=== Section Start ===

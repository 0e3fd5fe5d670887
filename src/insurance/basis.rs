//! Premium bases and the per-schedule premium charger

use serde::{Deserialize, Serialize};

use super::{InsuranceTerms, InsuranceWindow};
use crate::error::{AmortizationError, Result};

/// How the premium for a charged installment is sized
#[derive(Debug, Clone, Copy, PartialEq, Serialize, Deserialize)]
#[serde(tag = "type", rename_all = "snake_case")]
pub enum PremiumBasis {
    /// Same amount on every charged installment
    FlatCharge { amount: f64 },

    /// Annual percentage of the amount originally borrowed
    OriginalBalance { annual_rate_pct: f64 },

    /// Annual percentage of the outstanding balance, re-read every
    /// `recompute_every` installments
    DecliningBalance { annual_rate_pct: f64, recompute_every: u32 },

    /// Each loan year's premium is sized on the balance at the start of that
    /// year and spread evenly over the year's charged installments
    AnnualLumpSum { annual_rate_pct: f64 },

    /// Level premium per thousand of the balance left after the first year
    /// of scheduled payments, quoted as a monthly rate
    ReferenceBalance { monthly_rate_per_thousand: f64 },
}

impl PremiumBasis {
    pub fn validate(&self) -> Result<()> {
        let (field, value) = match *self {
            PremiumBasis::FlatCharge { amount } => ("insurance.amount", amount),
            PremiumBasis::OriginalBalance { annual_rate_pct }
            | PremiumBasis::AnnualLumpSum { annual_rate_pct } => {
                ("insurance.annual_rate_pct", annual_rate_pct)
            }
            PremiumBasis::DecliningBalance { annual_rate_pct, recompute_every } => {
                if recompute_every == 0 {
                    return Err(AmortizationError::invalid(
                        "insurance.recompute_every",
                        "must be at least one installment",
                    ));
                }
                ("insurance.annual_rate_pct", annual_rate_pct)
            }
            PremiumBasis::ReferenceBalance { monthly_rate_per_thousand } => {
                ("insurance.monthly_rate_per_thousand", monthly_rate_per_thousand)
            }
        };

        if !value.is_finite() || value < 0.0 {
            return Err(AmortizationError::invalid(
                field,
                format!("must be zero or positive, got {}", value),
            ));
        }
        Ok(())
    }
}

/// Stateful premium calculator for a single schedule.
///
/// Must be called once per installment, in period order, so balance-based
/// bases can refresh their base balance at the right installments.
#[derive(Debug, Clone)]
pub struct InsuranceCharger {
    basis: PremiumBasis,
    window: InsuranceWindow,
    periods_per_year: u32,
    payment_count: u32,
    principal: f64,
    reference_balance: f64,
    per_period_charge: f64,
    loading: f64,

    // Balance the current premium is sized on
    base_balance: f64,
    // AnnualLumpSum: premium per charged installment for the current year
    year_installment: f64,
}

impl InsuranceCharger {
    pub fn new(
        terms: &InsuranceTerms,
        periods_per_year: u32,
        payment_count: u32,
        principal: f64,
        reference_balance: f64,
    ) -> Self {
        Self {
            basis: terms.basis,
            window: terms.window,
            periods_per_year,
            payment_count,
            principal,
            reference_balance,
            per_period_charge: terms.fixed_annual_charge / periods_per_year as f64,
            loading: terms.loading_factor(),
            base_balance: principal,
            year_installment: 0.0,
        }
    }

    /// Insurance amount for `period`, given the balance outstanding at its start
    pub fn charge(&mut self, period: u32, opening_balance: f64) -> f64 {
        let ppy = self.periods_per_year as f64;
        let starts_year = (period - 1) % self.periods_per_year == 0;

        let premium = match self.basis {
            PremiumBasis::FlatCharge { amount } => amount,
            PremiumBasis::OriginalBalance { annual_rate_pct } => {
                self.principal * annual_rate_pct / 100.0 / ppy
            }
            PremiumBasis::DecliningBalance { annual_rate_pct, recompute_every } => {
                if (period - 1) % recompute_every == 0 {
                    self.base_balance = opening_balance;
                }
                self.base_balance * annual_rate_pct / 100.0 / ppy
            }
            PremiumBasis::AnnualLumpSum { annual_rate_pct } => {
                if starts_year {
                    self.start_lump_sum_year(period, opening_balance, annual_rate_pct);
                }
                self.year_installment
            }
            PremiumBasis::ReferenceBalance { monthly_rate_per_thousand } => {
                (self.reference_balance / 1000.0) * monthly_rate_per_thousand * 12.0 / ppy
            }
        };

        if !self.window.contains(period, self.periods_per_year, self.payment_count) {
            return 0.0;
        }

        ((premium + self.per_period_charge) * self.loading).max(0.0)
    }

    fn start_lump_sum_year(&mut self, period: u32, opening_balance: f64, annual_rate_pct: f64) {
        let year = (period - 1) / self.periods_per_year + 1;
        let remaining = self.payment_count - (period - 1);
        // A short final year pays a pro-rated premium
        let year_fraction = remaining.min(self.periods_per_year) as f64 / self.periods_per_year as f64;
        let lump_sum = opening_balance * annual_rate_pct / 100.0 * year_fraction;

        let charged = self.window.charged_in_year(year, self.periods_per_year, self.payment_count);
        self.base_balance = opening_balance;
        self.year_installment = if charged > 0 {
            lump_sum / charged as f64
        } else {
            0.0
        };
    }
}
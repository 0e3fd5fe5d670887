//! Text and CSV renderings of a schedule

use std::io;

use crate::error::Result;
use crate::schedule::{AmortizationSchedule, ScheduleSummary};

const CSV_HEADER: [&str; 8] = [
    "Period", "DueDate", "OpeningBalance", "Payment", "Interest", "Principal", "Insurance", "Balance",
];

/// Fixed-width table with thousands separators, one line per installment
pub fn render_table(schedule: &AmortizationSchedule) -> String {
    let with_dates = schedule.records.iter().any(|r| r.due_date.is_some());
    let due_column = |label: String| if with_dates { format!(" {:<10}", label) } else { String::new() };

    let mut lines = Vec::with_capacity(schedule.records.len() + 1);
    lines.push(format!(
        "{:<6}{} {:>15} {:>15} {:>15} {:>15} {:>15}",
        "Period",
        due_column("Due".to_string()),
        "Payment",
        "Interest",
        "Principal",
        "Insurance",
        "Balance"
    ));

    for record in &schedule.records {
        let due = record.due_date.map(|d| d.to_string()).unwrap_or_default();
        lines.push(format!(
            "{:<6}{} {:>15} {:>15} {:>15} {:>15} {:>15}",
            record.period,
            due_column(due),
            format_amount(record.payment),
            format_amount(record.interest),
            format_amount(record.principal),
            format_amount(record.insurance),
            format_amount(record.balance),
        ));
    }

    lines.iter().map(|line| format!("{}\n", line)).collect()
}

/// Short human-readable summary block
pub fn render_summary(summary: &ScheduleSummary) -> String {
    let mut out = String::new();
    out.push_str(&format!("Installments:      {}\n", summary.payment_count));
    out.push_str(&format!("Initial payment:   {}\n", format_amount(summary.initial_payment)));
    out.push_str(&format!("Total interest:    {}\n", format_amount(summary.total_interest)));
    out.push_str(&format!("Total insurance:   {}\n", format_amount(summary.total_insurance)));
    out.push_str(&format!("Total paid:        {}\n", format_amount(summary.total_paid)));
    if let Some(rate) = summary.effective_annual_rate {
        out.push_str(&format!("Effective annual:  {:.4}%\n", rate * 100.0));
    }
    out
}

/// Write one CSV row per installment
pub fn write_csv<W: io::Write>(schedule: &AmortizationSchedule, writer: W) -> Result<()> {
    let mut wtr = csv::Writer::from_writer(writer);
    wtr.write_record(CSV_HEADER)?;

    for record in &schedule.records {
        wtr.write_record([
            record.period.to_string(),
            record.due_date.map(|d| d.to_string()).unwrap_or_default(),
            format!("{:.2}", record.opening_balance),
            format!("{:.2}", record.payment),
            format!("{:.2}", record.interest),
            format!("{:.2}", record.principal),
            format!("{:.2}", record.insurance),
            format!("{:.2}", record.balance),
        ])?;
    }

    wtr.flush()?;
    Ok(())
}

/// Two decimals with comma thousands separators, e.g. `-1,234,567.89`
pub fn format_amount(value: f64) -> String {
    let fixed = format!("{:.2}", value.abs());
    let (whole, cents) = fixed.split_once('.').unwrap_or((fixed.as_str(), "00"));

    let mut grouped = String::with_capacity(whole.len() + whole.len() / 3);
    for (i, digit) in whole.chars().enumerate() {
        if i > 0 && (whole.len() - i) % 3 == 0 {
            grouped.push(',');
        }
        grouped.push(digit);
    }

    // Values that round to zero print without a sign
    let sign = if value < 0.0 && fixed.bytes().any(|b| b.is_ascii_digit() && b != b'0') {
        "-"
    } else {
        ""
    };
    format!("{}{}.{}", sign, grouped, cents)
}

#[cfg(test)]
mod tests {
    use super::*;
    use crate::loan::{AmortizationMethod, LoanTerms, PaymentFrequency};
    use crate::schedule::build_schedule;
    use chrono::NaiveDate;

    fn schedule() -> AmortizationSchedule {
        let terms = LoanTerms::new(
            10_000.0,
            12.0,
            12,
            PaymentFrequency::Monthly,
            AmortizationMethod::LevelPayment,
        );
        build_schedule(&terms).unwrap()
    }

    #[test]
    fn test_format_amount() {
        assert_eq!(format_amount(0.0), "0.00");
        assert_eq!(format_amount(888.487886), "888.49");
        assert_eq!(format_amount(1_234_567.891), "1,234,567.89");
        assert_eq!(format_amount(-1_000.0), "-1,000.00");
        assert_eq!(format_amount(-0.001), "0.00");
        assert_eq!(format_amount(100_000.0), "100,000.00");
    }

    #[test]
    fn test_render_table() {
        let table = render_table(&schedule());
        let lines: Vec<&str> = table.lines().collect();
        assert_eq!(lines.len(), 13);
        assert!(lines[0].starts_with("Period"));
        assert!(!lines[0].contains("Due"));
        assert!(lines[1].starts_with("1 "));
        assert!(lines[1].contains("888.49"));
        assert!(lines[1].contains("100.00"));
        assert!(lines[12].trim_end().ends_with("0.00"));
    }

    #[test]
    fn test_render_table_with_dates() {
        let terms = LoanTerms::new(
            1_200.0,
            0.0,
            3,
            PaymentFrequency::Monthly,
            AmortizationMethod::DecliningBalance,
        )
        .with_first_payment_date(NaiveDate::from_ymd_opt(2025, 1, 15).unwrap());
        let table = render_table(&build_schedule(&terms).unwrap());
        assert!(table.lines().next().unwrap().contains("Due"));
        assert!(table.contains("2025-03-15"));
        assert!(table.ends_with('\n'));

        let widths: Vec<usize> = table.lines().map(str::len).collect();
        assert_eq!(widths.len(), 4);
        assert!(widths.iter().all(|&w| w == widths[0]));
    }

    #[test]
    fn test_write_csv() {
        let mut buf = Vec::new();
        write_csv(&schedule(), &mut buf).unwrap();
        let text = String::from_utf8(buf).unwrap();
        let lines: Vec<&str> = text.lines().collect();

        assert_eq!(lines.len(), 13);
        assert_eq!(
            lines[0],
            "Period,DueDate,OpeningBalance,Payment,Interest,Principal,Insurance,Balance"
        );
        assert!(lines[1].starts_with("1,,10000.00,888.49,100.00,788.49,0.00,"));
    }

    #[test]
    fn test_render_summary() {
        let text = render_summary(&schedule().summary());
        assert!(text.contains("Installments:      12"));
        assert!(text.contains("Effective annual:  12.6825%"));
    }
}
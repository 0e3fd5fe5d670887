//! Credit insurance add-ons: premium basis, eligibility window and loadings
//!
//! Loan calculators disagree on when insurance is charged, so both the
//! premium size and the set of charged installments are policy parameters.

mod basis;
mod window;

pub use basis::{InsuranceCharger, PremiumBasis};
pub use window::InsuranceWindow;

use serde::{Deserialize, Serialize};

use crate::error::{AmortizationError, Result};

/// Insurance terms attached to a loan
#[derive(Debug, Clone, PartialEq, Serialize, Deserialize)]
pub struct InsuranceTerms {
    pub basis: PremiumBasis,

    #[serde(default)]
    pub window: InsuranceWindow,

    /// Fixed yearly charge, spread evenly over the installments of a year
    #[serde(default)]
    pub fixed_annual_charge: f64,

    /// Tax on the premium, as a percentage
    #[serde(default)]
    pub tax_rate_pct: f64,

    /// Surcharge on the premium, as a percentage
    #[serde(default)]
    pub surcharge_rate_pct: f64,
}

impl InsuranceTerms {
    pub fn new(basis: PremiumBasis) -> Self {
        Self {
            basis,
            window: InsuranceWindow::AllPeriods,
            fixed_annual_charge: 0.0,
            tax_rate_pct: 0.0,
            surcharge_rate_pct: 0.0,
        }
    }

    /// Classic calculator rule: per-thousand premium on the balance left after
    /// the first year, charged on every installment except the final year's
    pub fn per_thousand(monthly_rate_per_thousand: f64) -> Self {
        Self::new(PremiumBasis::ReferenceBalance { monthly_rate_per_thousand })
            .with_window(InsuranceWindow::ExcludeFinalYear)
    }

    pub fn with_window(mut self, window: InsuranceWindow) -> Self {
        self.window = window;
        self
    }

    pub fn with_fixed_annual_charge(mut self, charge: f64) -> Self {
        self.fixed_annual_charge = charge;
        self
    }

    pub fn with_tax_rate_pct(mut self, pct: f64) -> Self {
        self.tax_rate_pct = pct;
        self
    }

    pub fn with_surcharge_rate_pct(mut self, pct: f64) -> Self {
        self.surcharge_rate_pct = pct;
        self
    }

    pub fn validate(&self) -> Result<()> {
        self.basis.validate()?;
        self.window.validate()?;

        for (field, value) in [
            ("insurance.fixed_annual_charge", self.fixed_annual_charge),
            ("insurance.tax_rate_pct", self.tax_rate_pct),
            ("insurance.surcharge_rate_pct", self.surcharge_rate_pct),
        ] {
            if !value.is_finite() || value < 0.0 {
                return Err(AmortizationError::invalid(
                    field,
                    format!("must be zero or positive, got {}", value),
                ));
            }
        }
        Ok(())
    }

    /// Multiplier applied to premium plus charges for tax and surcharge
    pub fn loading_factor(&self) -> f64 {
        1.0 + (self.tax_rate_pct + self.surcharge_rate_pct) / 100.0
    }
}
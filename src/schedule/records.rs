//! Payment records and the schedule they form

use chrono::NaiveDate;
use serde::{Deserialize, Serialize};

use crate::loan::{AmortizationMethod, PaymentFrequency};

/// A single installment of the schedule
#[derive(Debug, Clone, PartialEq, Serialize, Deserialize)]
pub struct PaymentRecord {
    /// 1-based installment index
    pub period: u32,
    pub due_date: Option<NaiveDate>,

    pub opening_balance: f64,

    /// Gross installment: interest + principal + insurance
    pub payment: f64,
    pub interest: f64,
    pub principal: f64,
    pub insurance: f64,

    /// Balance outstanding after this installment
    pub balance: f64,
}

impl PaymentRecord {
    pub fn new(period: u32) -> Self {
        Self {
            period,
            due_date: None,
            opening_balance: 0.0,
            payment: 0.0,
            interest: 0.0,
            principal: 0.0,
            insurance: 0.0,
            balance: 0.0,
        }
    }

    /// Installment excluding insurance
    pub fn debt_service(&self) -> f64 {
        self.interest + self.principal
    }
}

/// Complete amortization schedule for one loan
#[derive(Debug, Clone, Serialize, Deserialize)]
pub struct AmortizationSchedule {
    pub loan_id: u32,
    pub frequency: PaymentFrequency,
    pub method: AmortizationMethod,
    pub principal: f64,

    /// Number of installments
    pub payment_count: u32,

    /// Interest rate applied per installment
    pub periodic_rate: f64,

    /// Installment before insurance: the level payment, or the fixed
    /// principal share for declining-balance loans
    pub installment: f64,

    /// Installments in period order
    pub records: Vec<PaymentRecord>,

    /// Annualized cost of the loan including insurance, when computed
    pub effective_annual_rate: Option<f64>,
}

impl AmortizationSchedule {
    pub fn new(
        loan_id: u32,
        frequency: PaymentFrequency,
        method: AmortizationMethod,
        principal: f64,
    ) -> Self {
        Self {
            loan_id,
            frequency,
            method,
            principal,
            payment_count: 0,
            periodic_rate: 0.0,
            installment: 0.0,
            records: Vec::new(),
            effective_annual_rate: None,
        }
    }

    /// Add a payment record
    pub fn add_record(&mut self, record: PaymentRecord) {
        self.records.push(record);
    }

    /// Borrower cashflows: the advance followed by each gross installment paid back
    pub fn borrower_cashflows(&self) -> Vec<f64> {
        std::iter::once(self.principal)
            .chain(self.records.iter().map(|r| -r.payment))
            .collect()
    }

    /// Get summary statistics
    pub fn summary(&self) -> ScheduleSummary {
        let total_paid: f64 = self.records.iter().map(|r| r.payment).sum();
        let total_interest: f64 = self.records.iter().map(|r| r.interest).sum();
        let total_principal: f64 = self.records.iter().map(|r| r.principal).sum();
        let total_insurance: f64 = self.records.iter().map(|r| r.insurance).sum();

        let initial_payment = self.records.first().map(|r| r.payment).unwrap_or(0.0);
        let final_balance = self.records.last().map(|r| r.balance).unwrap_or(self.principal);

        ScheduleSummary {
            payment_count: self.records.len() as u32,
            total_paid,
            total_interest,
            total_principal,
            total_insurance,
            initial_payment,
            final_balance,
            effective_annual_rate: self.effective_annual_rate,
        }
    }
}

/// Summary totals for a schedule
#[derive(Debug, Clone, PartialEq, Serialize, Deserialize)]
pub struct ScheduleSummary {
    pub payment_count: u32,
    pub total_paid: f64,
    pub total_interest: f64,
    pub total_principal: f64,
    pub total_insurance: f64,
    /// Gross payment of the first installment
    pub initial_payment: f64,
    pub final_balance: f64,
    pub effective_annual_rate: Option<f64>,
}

=== Section End ===

Word for word, restate the lines above from the line containing "wtr.flush()?;" through the line containing "for (i, digit)", with both included and nothing else.

■ Result of the exercise
    wtr.flush()?;
    Ok(())
}

/// Two decimals with comma thousands separators, e.g. `-1,234,567.89`
pub fn format_amount(value: f64) -> String {
    let fixed = format!("{:.2}", value.abs());
    let (whole, cents) = fixed.split_once('.').unwrap_or((fixed.as_str(), "00"));

    let mut grouped = String::with_capacity(whole.len() + whole.len() / 3);
    for (i, digit) in whole.chars().enumerate() {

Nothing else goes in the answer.